Task requirements. In the data, extract each line that holds the string "value".

[Opening Data records section]

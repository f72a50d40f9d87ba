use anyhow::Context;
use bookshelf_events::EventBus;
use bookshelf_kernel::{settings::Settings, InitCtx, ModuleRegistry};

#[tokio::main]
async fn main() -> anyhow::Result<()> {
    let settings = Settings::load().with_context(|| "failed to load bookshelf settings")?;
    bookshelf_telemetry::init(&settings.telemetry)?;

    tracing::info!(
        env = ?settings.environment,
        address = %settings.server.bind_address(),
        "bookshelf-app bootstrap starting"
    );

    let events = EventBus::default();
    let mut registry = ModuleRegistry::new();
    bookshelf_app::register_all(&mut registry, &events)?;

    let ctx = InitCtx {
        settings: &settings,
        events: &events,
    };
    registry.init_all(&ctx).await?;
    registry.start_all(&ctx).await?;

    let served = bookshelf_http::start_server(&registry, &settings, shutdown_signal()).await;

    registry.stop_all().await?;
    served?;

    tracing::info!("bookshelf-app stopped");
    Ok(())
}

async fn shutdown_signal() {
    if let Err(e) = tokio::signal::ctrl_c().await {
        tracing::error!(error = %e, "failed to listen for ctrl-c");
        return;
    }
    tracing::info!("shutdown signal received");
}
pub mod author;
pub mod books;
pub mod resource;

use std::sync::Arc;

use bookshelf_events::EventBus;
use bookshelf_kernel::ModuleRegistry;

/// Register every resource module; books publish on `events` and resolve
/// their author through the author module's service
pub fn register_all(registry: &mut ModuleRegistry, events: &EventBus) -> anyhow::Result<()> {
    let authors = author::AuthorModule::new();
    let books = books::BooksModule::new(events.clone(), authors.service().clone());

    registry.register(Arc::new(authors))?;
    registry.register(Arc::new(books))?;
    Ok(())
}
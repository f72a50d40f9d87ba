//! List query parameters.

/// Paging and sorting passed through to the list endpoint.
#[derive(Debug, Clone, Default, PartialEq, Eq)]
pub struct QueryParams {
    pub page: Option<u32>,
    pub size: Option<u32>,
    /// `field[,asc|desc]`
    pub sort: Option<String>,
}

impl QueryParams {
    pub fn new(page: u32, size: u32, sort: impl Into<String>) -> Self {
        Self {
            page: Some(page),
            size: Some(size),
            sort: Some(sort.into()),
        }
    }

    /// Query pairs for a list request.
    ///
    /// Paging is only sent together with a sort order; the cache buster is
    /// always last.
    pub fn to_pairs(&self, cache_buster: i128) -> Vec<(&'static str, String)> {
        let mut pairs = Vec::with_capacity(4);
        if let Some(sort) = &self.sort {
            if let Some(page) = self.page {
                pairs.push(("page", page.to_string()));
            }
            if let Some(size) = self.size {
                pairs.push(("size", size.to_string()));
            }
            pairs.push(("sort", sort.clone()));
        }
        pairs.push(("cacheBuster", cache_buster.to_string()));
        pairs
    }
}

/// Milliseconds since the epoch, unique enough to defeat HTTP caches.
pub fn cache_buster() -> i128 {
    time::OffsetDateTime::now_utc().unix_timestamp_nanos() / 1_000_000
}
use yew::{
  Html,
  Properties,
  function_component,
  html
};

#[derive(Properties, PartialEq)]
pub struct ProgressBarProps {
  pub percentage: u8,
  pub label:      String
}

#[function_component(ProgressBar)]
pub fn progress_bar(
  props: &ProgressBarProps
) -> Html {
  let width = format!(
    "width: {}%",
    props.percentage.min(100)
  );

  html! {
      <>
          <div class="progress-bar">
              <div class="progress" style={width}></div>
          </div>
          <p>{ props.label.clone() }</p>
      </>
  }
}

[Closing Data records section]
[Opening Data records section]

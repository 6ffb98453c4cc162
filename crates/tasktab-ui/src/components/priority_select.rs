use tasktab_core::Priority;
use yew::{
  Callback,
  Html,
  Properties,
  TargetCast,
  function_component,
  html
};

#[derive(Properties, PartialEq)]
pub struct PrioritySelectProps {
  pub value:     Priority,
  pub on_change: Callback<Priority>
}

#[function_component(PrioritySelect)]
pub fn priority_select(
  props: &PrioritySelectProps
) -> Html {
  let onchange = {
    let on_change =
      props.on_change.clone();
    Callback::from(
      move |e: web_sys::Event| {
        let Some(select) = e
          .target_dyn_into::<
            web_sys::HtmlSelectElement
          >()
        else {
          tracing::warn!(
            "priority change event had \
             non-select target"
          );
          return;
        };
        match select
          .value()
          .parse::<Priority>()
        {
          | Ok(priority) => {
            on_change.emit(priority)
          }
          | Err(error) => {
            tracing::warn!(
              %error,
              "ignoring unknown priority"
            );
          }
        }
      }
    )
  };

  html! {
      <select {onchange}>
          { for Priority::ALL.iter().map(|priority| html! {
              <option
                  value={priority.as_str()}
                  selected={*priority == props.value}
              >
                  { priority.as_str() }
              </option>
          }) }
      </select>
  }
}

[Closing Data records section]

Answer for the task.
  pub value:     Priority,
          .value()
                  value={priority.as_str()}
                  selected={*priority == props.value}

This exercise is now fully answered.